After FM Nirmala Sitharaman presented the Union Budget on February 1, it became clear which items could become cheaper and which could become more expensive. Among the items that became cheaper were:
Mobile phone components: Duty exemptions on 28 items used in mobile phone battery manufacturing announced
LED/LCD TVs: Reduction in duties on open cells and other essential components
EV batteries, components: Reduced duties on lithium-ion battery scrap, cobalt, and other key materials announced
Medical equipment, life-saving drugs: 36 critical medicines, including cancer drugs, exempted from basic customs duty
Leather and shipbuilding: Import duties on wet blue leather and raw materials for shipbuilding reduced
Seafood imports: Duty reductions on frozen fish paste and fish hydrolysate will help lower production costs for seafood-based products, promoting exports.

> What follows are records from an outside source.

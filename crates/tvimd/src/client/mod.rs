//! In-process client of the broker.
//!
//! A [`TvInputManager`] is one client: it owns a peer (its liveness), one
//! ordered event channel from the broker, and a `seq → record` table that
//! routes each session's events to the channel returned by
//! [`TvInputManager::create_session`].
//!
//! ```ignore
//! let manager = TvInputManager::new(broker, caller, UserId::CURRENT);
//! let mut request = manager.create_session(input_id).await?;
//! if let Some(SessionCallbackEvent::Created(Some(session))) = request.recv().await {
//!     session.tune(ChannelUri::channel(7), TuneParams::new()).await?;
//! }
//! ```

mod session;
mod tracks;

use std::collections::HashMap;
use std::sync::atomic::{AtomicU64, Ordering};
use std::sync::Arc;

use parking_lot::Mutex;
use tokio::sync::mpsc;
use tokio::task::JoinHandle;
use tracing::{debug, trace};

use tvim_core::{
    CallerIdentity, ContentRating, HardwareInfo, InputDescriptor, InputId, InputState,
    SessionEvent, SessionToken, UserId,
};
use tvim_provider::Peer;

use crate::broker::{
    BrokerError, BrokerHandle, ClientEvent, ClientHandle, InputNotification, RegistryCallback,
};

pub use session::{Session, INPUT_EVENT_TIMEOUT};
use tracks::TrackState;

/// What a session request's channel delivers, in order.
#[derive(Debug)]
pub enum SessionCallbackEvent {
    /// Exactly once, first. `None` when the session could not be created.
    Created(Option<Session>),
    Released,
    Event(SessionEvent),
    /// The selected video track's size changed.
    VideoSizeChanged { width: u32, height: u32 },
}

/// The broker, the identity calls are made with, and the target user.
#[derive(Clone)]
pub(crate) struct CallContext {
    pub(crate) broker: BrokerHandle,
    pub(crate) caller: CallerIdentity,
    pub(crate) user: UserId,
}

/// Routing record of one `create_session` request.
struct SessionRecord {
    events: mpsc::UnboundedSender<SessionCallbackEvent>,
    tracks: Arc<Mutex<TrackState>>,
}

type Records = Arc<Mutex<HashMap<u64, SessionRecord>>>;

// ============================================================================
// Manager
// ============================================================================

/// A broker client.
///
/// Dropping the manager kills its peer; the broker then releases every
/// session it still owns.
pub struct TvInputManager {
    context: CallContext,
    peer: Peer,
    client: ClientHandle,
    next_seq: AtomicU64,
    records: Records,
    pump: JoinHandle<()>,
}

impl TvInputManager {
    pub fn new(broker: BrokerHandle, caller: CallerIdentity, user: UserId) -> Self {
        let peer = Peer::new(format!("client-{}", caller.pid));
        let (client, events) = ClientHandle::new(peer.clone());
        let context = CallContext {
            broker,
            caller,
            user,
        };
        let records: Records = Arc::new(Mutex::new(HashMap::new()));
        let pump = tokio::spawn(run_event_pump(events, records.clone(), context.clone()));
        Self {
            context,
            peer,
            client,
            next_seq: AtomicU64::new(0),
            records,
            pump,
        }
    }

    pub fn peer(&self) -> &Peer {
        &self.peer
    }

    fn caller(&self) -> CallerIdentity {
        self.context.caller.clone()
    }

    // ------------------------------------------------------------------
    // Sessions
    // ------------------------------------------------------------------

    /// Requests a session on `input_id`.
    ///
    /// The returned channel yields `Created` exactly once, then the
    /// session's events until `Released`.
    pub async fn create_session(
        &self,
        input_id: InputId,
    ) -> Result<mpsc::UnboundedReceiver<SessionCallbackEvent>, BrokerError> {
        let seq = self.next_seq.fetch_add(1, Ordering::Relaxed);
        let (events, rx) = mpsc::unbounded_channel();
        self.records.lock().insert(
            seq,
            SessionRecord {
                events,
                tracks: Arc::new(Mutex::new(TrackState::default())),
            },
        );

        let result = self
            .context
            .broker
            .create_session(
                self.caller(),
                self.context.user,
                self.client.clone(),
                input_id,
                seq,
            )
            .await;
        if let Err(e) = result {
            self.records.lock().remove(&seq);
            return Err(e);
        }
        Ok(rx)
    }

    pub async fn set_main_session(&self, session: Option<&Session>) -> Result<(), BrokerError> {
        self.context
            .broker
            .set_main_session(self.caller(), self.context.user, session.map(Session::token))
            .await
    }

    pub async fn is_single_session_active(&self) -> Result<bool, BrokerError> {
        self.context
            .broker
            .is_single_session_active(self.caller(), self.context.user)
            .await
    }

    // ------------------------------------------------------------------
    // Input registry
    // ------------------------------------------------------------------

    pub async fn get_input_list(&self) -> Result<Vec<InputDescriptor>, BrokerError> {
        self.context
            .broker
            .get_input_list(self.caller(), self.context.user)
            .await
    }

    pub async fn get_input_info(
        &self,
        input_id: InputId,
    ) -> Result<Option<InputDescriptor>, BrokerError> {
        self.context
            .broker
            .get_input_info(self.caller(), self.context.user, input_id)
            .await
    }

    pub async fn get_input_state(&self, input_id: InputId) -> Result<InputState, BrokerError> {
        self.context
            .broker
            .get_input_state(self.caller(), self.context.user, input_id)
            .await
    }

    /// Registers for input-registry notifications.
    ///
    /// The registration lasts until the returned callback is dropped.
    pub async fn register_callback(&self) -> Result<InputCallback, BrokerError> {
        let peer = self.peer.child("registry-callback");
        let (callback, events) = RegistryCallback::new(peer.clone());
        self.context
            .broker
            .register_callback(self.caller(), self.context.user, callback)
            .await?;
        Ok(InputCallback { peer, events })
    }

    // ------------------------------------------------------------------
    // Parental controls
    // ------------------------------------------------------------------

    pub async fn is_parental_controls_enabled(&self) -> Result<bool, BrokerError> {
        self.context
            .broker
            .is_parental_controls_enabled(self.caller(), self.context.user)
            .await
    }

    pub async fn set_parental_controls_enabled(&self, enabled: bool) -> Result<(), BrokerError> {
        self.context
            .broker
            .set_parental_controls_enabled(self.caller(), self.context.user, enabled)
            .await
    }

    pub async fn is_rating_blocked(&self, rating: ContentRating) -> Result<bool, BrokerError> {
        self.context
            .broker
            .is_rating_blocked(self.caller(), self.context.user, rating)
            .await
    }

    pub async fn get_blocked_ratings(&self) -> Result<Vec<ContentRating>, BrokerError> {
        self.context
            .broker
            .get_blocked_ratings(self.caller(), self.context.user)
            .await
    }

    pub async fn add_blocked_rating(&self, rating: ContentRating) -> Result<(), BrokerError> {
        self.context
            .broker
            .add_blocked_rating(self.caller(), self.context.user, rating)
            .await
    }

    pub async fn remove_blocked_rating(&self, rating: ContentRating) -> Result<(), BrokerError> {
        self.context
            .broker
            .remove_blocked_rating(self.caller(), self.context.user, rating)
            .await
    }

    pub async fn get_hardware_list(&self) -> Result<Vec<HardwareInfo>, BrokerError> {
        self.context.broker.get_hardware_list(self.caller()).await
    }
}

impl Drop for TvInputManager {
    fn drop(&mut self) {
        self.peer.kill();
        self.pump.abort();
    }
}

/// Registry notifications for one registration.
pub struct InputCallback {
    peer: Peer,
    events: mpsc::UnboundedReceiver<InputNotification>,
}

impl InputCallback {
    pub async fn recv(&mut self) -> Option<InputNotification> {
        self.events.recv().await
    }

    pub fn try_recv(&mut self) -> Option<InputNotification> {
        self.events.try_recv().ok()
    }
}

impl Drop for InputCallback {
    fn drop(&mut self) {
        self.peer.kill();
    }
}

// ============================================================================
// Event pump
// ============================================================================

/// Routes broker events to session records by `seq`.
async fn run_event_pump(
    mut events: mpsc::UnboundedReceiver<ClientEvent>,
    records: Records,
    context: CallContext,
) {
    while let Some(event) = events.recv().await {
        route_event(event, &records, &context);
    }
    debug!("Client event pump stopped");
}

fn route_event(event: ClientEvent, records: &Records, context: &CallContext) {
    match event {
        ClientEvent::SessionCreated {
            input_id,
            token,
            channel,
            seq,
        } => {
            let mut records = records.lock();
            let Some(record) = records.get(&seq) else {
                trace!(seq, "Creation result for unknown request");
                return;
            };
            let session = token.map(|token| {
                Session::new(
                    token,
                    input_id,
                    seq,
                    context.clone(),
                    record.tracks.clone(),
                    channel,
                )
            });
            let created = session.is_some();
            let _ = record.events.send(SessionCallbackEvent::Created(session));
            if !created {
                records.remove(&seq);
            }
        }
        ClientEvent::SessionReleased { token, seq } => {
            if let Some(record) = records.lock().remove(&seq) {
                debug!(token = %token, seq, "Session released by broker");
                let _ = record.events.send(SessionCallbackEvent::Released);
            }
        }
        ClientEvent::Session { token, seq, event } => {
            let records = records.lock();
            let Some(record) = records.get(&seq) else {
                trace!(token = %token, seq, "Event for unknown session dropped");
                return;
            };
            deliver_session_event(record, event);
        }
    }
}

fn deliver_session_event(record: &SessionRecord, event: SessionEvent) {
    let mut tracks = record.tracks.lock();
    let track_change = match &event {
        SessionEvent::TracksChanged { tracks: list } => {
            tracks.update_tracks(list.clone());
            true
        }
        SessionEvent::TrackSelected {
            track_type,
            track_id,
        } => {
            if !tracks.update_selection(*track_type, track_id.clone()) {
                // Repeated selection
                return;
            }
            true
        }
        _ => false,
    };
    let video_size = if track_change {
        tracks.video_size_to_notify()
    } else {
        None
    };
    drop(tracks);

    let _ = record.events.send(SessionCallbackEvent::Event(event));
    if let Some((width, height)) = video_size {
        let _ = record.events.send(SessionCallbackEvent::VideoSizeChanged { width, height });
    }
}

impl SessionCallbackEvent {
    /// The token of a created session.
    pub fn token(&self) -> Option<SessionToken> {
        match self {
            Self::Created(Some(session)) => Some(session.token()),
            _ => None,
        }
    }
}

#[cfg(test)]
mod tests {
    use super::*;
    use tvim_core::{TrackInfo, TrackType};

    fn record() -> (SessionRecord, mpsc::UnboundedReceiver<SessionCallbackEvent>) {
        let (events, rx) = mpsc::unbounded_channel();
        (
            SessionRecord {
                events,
                tracks: Arc::new(Mutex::new(TrackState::default())),
            },
            rx,
        )
    }

    fn drain(rx: &mut mpsc::UnboundedReceiver<SessionCallbackEvent>) -> Vec<String> {
        let mut out = Vec::new();
        while let Ok(event) = rx.try_recv() {
            out.push(match event {
                SessionCallbackEvent::Event(e) => e.name().to_string(),
                SessionCallbackEvent::VideoSizeChanged { width, height } => {
                    format!("video_size {width}x{height}")
                }
                SessionCallbackEvent::Created(_) => "created".to_string(),
                SessionCallbackEvent::Released => "released".to_string(),
            });
        }
        out
    }

    #[test]
    fn test_video_size_follows_track_events() {
        let (record, mut rx) = record();
        deliver_session_event(
            &record,
            SessionEvent::TracksChanged {
                tracks: vec![TrackInfo::video("v1", 1920, 1080)],
            },
        );
        deliver_session_event(
            &record,
            SessionEvent::TrackSelected {
                track_type: TrackType::Video,
                track_id: Some("v1".into()),
            },
        );
        // Repeated selection is swallowed
        deliver_session_event(
            &record,
            SessionEvent::TrackSelected {
                track_type: TrackType::Video,
                track_id: Some("v1".into()),
            },
        );
        deliver_session_event(&record, SessionEvent::VideoAvailable);

        assert_eq!(
            drain(&mut rx),
            vec![
                "tracks_changed",
                "track_selected",
                "video_size 1920x1080",
                "video_available"
            ]
        );
    }
}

Conversely, the following items became more expensive after the budget:
Interactive flat panel displays: Customs duties on interactive flat-panel displays raised from 10% to 20%
Knitted fabrics: Customs duties hiked for knitted fabrics, especially for clothing and apparel items
The great GST rejig was perhaps the single biggest cat of reduction of prices of goods and services in the country in the last several decades. According to the new rates applicable on a host of services and products, the prices of the following came down:
Tractors: GST 12% to 5%
Tractors tyres and parts: 18% to 5%
Harvesters, sprinklers, poultry, apiary equipment: 12% to 5%
Biopesticides: 12% to 5%
Small cars, 2 wheelers (up to 350 cc): 28% to 18%
Bus, truck, 3 wheelers, auto parts: 28% to 18%
Hotel tariff (up to Rs 7,500 per night): 12% to 5%
Gym, salon, barbers, yoga centre: 18% to 5%
Geometry box, school cartons: 12% to 5%
Handicraft idols & statues: 12% to 5%
Paintings, sculptures: 12% to 5%
Wooden/metal/textile dolls & toys: 12% to 5%
Life and health insurance premium: 18% to 0%
33 life-saving drugs, diagnostic kits: 12% to 0%
Ayurveda, Unani, Homoeopathy: 12% to 5%
Spectacles and corrective goggles: 28% to 5%
Medical oxygen, thermometers, surgical instruments: 12-18% to 5%
Medical, dental, and veterinary devices: 18% to 5%
At the time of announcing the GST cuts, the government estimated that the annual revenue impact could be about Rs 48,000 crore, though many pointed out that this figure was difficult to estimate since rate cuts were likely to boost consumption and higher volumes could eventually result in higher indirect tax collections.